■ **EXERCISE OBJECTIVE**:
Scan the data. Collect each line that contains the word "super".

[Data excerpts]
BEGIN

//! Integer-valued distributions.
use rand::distr::weighted::WeightedIndex;
use rand::distr::{Bernoulli, Distribution, Uniform};
use rand::Rng;
use rand_distr::{Binomial, Gamma, Geometric, Poisson};

use super::{ensure, rejected, Sampler};
use crate::descriptor::{ParameterSet, PixelType};
use crate::error::{Error, Result};

fn probability(distribution: &str, name: &str, p: f64, open_low: bool) -> Result<f64> {
    let ok = if open_low {
        p > 0.0 && p <= 1.0
    } else {
        (0.0..=1.0).contains(&p)
    };
    ensure(ok, || {
        let range = if open_low { "(0, 1]" } else { "[0, 1]" };
        format!("For {distribution}, '{name}' must lie in {range} (got {p})")
    })?;
    Ok(p)
}

impl Sampler {
    pub fn uniform_integer(a: i128, b: i128) -> Result<Self> {
        ensure(a <= b, || {
            format!("For uniform_integer, 'a' must not be greater than 'b' (a = {a}, b = {b}).")
        })?;
        let dist = Uniform::new_inclusive(a, b).map_err(|e| rejected("uniform_integer", e))?;
        Ok(Sampler::UniformInteger { a, b, dist })
    }

    pub fn bernoulli(p: f64) -> Result<Self> {
        let p = probability("bernoulli", "p", p, false)?;
        let dist = Bernoulli::new(p).map_err(|e| rejected("bernoulli", e))?;
        Ok(Sampler::Bernoulli { p, dist })
    }

    /// Successes in `t` trials.
    pub fn binomial(t: i128, p: f64) -> Result<Self> {
        ensure(t >= 0, || format!("For binomial, 't' must not be negative (got {t})"))?;
        let p = probability("binomial", "p", p, false)?;
        let trials = u64::try_from(t).map_err(|_| {
            Error::InvalidRange(format!("For binomial, 't' must not exceed {} (got {t})", u64::MAX))
        })?;
        let dist = Binomial::new(trials, p).map_err(|e| rejected("binomial", e))?;
        Ok(Sampler::Binomial { t, p, dist })
    }

    /// Failures before the `k`-th success.
    pub fn negative_binomial(k: i128, p: f64) -> Result<Self> {
        ensure(k > 0, || format!("For negative_binomial, 'k' must be greater than 0 (got {k})"))?;
        let p = probability("negative_binomial", "p", p, true)?;
        let mixing = if p < 1.0 {
            let gamma = Gamma::new(k as f64, (1.0 - p) / p)
                .map_err(|e| rejected("negative_binomial", e))?;
            Some(gamma)
        } else {
            None
        };
        Ok(Sampler::NegativeBinomial { k, p, mixing })
    }

    /// Failures before the first success.
    pub fn geometric(p: f64) -> Result<Self> {
        let p = probability("geometric", "p", p, true)?;
        let dist = Geometric::new(p).map_err(|e| rejected("geometric", e))?;
        Ok(Sampler::Geometric { p, dist })
    }

    pub fn poisson(mean: f64) -> Result<Self> {
        ensure(mean > 0.0 && mean.is_finite(), || {
            format!("For poisson, 'mean' must be greater than 0 (got {mean})")
        })?;
        let dist = Poisson::new(mean).map_err(|e| rejected("poisson", e))?;
        Ok(Sampler::Poisson { mean, dist })
    }
}

pub(crate) fn build_uniform_integer(
    params: &ParameterSet,
    _pixel_type: PixelType,
) -> Result<Sampler> {
    Sampler::uniform_integer(params.integer("a")?, params.integer("b")?)
}

pub(crate) fn build_bernoulli(params: &ParameterSet, _pixel_type: PixelType) -> Result<Sampler> {
    Sampler::bernoulli(params.real("p")?)
}

pub(crate) fn build_binomial(params: &ParameterSet, _pixel_type: PixelType) -> Result<Sampler> {
    Sampler::binomial(params.integer("t")?, params.real("p")?)
}

pub(crate) fn build_negative_binomial(
    params: &ParameterSet,
    _pixel_type: PixelType,
) -> Result<Sampler> {
    Sampler::negative_binomial(params.integer("k")?, params.real("p")?)
}

pub(crate) fn build_geometric(params: &ParameterSet, _pixel_type: PixelType) -> Result<Sampler> {
    Sampler::geometric(params.real("p")?)
}

pub(crate) fn build_poisson(params: &ParameterSet, _pixel_type: PixelType) -> Result<Sampler> {
    Sampler::poisson(params.real("mean")?)
}

pub(crate) fn build_discrete(params: &ParameterSet, _pixel_type: PixelType) -> Result<Sampler> {
    Discrete::new(params.list("weights")?).map(Sampler::Discrete)
}

/// Poisson count whose mean is drawn from `mixing`; `None` always yields zero.
pub(crate) fn negative_binomial(rng: &mut dyn Rng, mixing: Option<&Gamma<f64>>) -> i128 {
    let Some(mixing) = mixing else {
        return 0;
    };
    let lambda: f64 = mixing.sample(rng);
    if lambda <= 0.0 {
        return 0;
    }
    match Poisson::new(lambda) {
        Ok(poisson) => {
            let count: f64 = poisson.sample(rng);
            count as i128
        }
        // Beyond the largest Poisson mean rand_distr accepts, the relative spread of the
        // count is below 1e-9.
        Err(_) => lambda as i128,
    }
}

/// Index-valued distribution with probabilities proportional to `weights`.
#[derive(Clone, Debug)]
pub struct Discrete {
    probabilities: Vec<f64>,
    index: WeightedIndex<f64>,
}

impl Discrete {
    pub fn new(weights: &[f64]) -> Result<Self> {
        ensure(!weights.is_empty(), || {
            "For discrete, 'weights' must not be empty".to_owned()
        })?;
        if let Some((i, w)) = weights
            .iter()
            .enumerate()
            .find(|(_, w)| !(w.is_finite() && **w >= 0.0))
        {
            return Err(Error::InvalidRange(format!(
                "For discrete, weights must be finite and non-negative (weights[{i}] = {w})"
            )));
        }
        let total: f64 = weights.iter().sum();
        ensure(total > 0.0 && total.is_finite(), || {
            "For discrete, the sum of 'weights' must be greater than 0".to_owned()
        })?;
        let index = WeightedIndex::new(weights).map_err(|e| rejected("discrete", e))?;
        Ok(Self {
            probabilities: weights.iter().map(|w| w / total).collect(),
            index,
        })
    }

    /// Number of categories.
    pub fn len(&self) -> usize {
        self.probabilities.len()
    }

    pub fn is_empty(&self) -> bool {
        self.probabilities.is_empty()
    }

    /// Probability of category `i`.
    pub fn probability(&self, i: usize) -> f64 {
        self.probabilities[i]
    }

    pub(crate) fn sample(&self, rng: &mut dyn Rng) -> i128 {
        let i: usize = self.index.sample(rng);
        i as i128
    }

    pub(crate) fn mean(&self) -> f64 {
        self.probabilities
            .iter()
            .enumerate()
            .map(|(i, p)| i as f64 * p)
            .sum()
    }

    pub(crate) fn variance(&self) -> f64 {
        let mean = self.mean();
        self.probabilities
            .iter()
            .enumerate()
            .map(|(i, p)| (i as f64 - mean).powi(2) * p)
            .sum()
    }
}

#[cfg(test)]
mod tests {
    use super::*;
    use crate::descriptor::ParamValue;
    use crate::distribution::SampleValue;
    use crate::error::ErrorKind;
    use crate::stream::PixelStream;

    fn draws(sampler: &Sampler, n: u64) -> Vec<i128> {
        (0..n)
            .map(|i| match sampler.sample(&mut PixelStream::new(2024, i)) {
                SampleValue::Integer(v) => v,
                other => panic!("{} produced {other:?}", sampler.name()),
            })
            .collect()
    }

    #[test]
    fn uniform_integer_stays_in_range_and_hits_both_ends() {
        let values = draws(&Sampler::uniform_integer(-100, 100).unwrap(), 5_000);
        assert!(values.iter().all(|v| (-100..=100).contains(v)));
        assert!(values.contains(&-100));
        assert!(values.contains(&100));
    }

    #[test]
    fn uniform_integer_full_u64_span() {
        let values = draws(&Sampler::uniform_integer(0, u64::MAX as i128).unwrap(), 100);
        assert!(values.iter().all(|v| (0..=u64::MAX as i128).contains(v)));
        let (lo, hi) = (i64::MIN as i128, i64::MAX as i128);
        let values = draws(&Sampler::uniform_integer(lo, hi).unwrap(), 100);
        assert!(values.iter().all(|v| (lo..=hi).contains(v)));
    }

    #[test]
    fn degenerate_uniform_integer() {
        let values = draws(&Sampler::uniform_integer(7, 7).unwrap(), 10);
        assert!(values.iter().all(|&v| v == 7));
    }

    #[test]
    fn reversed_bounds_are_rejected() {
        let params = ParameterSet::new()
            .with("a", ParamValue::Integer(100))
            .with("b", ParamValue::Integer(-100));
        let err = build_uniform_integer(&params, PixelType::Int16).unwrap_err();
        assert_eq!(err.kind(), ErrorKind::InvalidRange);
        assert!(err.to_string().contains("'a' must not be greater than 'b'"));
    }

    #[test]
    fn binomial_handles_large_trial_counts() {
        let values = draws(&Sampler::binomial(1_000_000, 0.3).unwrap(), 4_000);
        assert!(values.iter().all(|v| (0..=1_000_000).contains(v)));
        let mean = values.iter().sum::<i128>() as f64 / values.len() as f64;
        assert!((mean - 300_000.0).abs() < 100.0, "mean={mean}");
    }

    #[test]
    fn binomial_edges() {
        let none = draws(&Sampler::binomial(10, 0.0).unwrap(), 10);
        assert!(none.iter().all(|&v| v == 0));
        let all = draws(&Sampler::binomial(10, 1.0).unwrap(), 10);
        assert!(all.iter().all(|&v| v == 10));
        let most = draws(&Sampler::binomial(5, 0.9).unwrap(), 200);
        assert!(most.iter().all(|v| (0..=5).contains(v)));
        assert!(Sampler::binomial(u64::MAX as i128 + 1, 0.5).is_err());
    }

    #[test]
    fn certain_success_yields_zero_failures() {
        let geometric = draws(&Sampler::geometric(1.0).unwrap(), 10);
        assert!(geometric.iter().all(|&v| v == 0));
        let negative = draws(&Sampler::negative_binomial(4, 1.0).unwrap(), 10);
        assert!(negative.iter().all(|&v| v == 0));
    }

    #[test]
    fn poisson_is_non_negative() {
        for mean in [0.5, 5.0, 12.0, 250.0] {
            let values = draws(&Sampler::poisson(mean).unwrap(), 2_000);
            assert!(values.iter().all(|&v| v >= 0));
        }
    }

    #[test]
    fn probabilities_are_validated() {
        let params = ParameterSet::new().with("p", ParamValue::Real(1.5));
        assert_eq!(
            build_bernoulli(&params, PixelType::Byte).unwrap_err().kind(),
            ErrorKind::InvalidRange
        );
        let params = ParameterSet::new().with("p", ParamValue::Real(0.0));
        assert!(build_geometric(&params, PixelType::Byte).is_err());
        let params = ParameterSet::new()
            .with("k", ParamValue::Integer(0))
            .with("p", ParamValue::Real(0.5));
        assert!(build_negative_binomial(&params, PixelType::Byte).is_err());
        let params = ParameterSet::new().with("mean", ParamValue::Real(-1.0));
        assert!(build_poisson(&params, PixelType::Byte).is_err());
    }

    #[test]
    fn discrete_respects_weights() {
        let d = Discrete::new(&[0.0, 3.0, 0.0, 1.0]).unwrap();
        let values: Vec<i128> = (0..8_000)
            .map(|i| d.sample(&mut PixelStream::new(2024, i)))
            .collect();
        assert!(values.iter().all(|&v| v == 1 || v == 3));
        let ones = values.iter().filter(|&&v| v == 1).count() as f64 / values.len() as f64;
        assert!((ones - 0.75).abs() < 0.03, "ones={ones}");
        assert!((d.mean() - 1.5).abs() < 1e-12);
        assert!((d.probability(3) - 0.25).abs() < 1e-12);
    }

    #[test]
    fn discrete_rejects_bad_weights() {
        assert!(Discrete::new(&[]).is_err());
        assert!(Discrete::new(&[1.0, -1.0]).is_err());
        assert!(Discrete::new(&[0.0, 0.0]).is_err());
    }
}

END

■ **ANSWER SECTION**:
use super::{ensure, rejected, Sampler};
    use super::*;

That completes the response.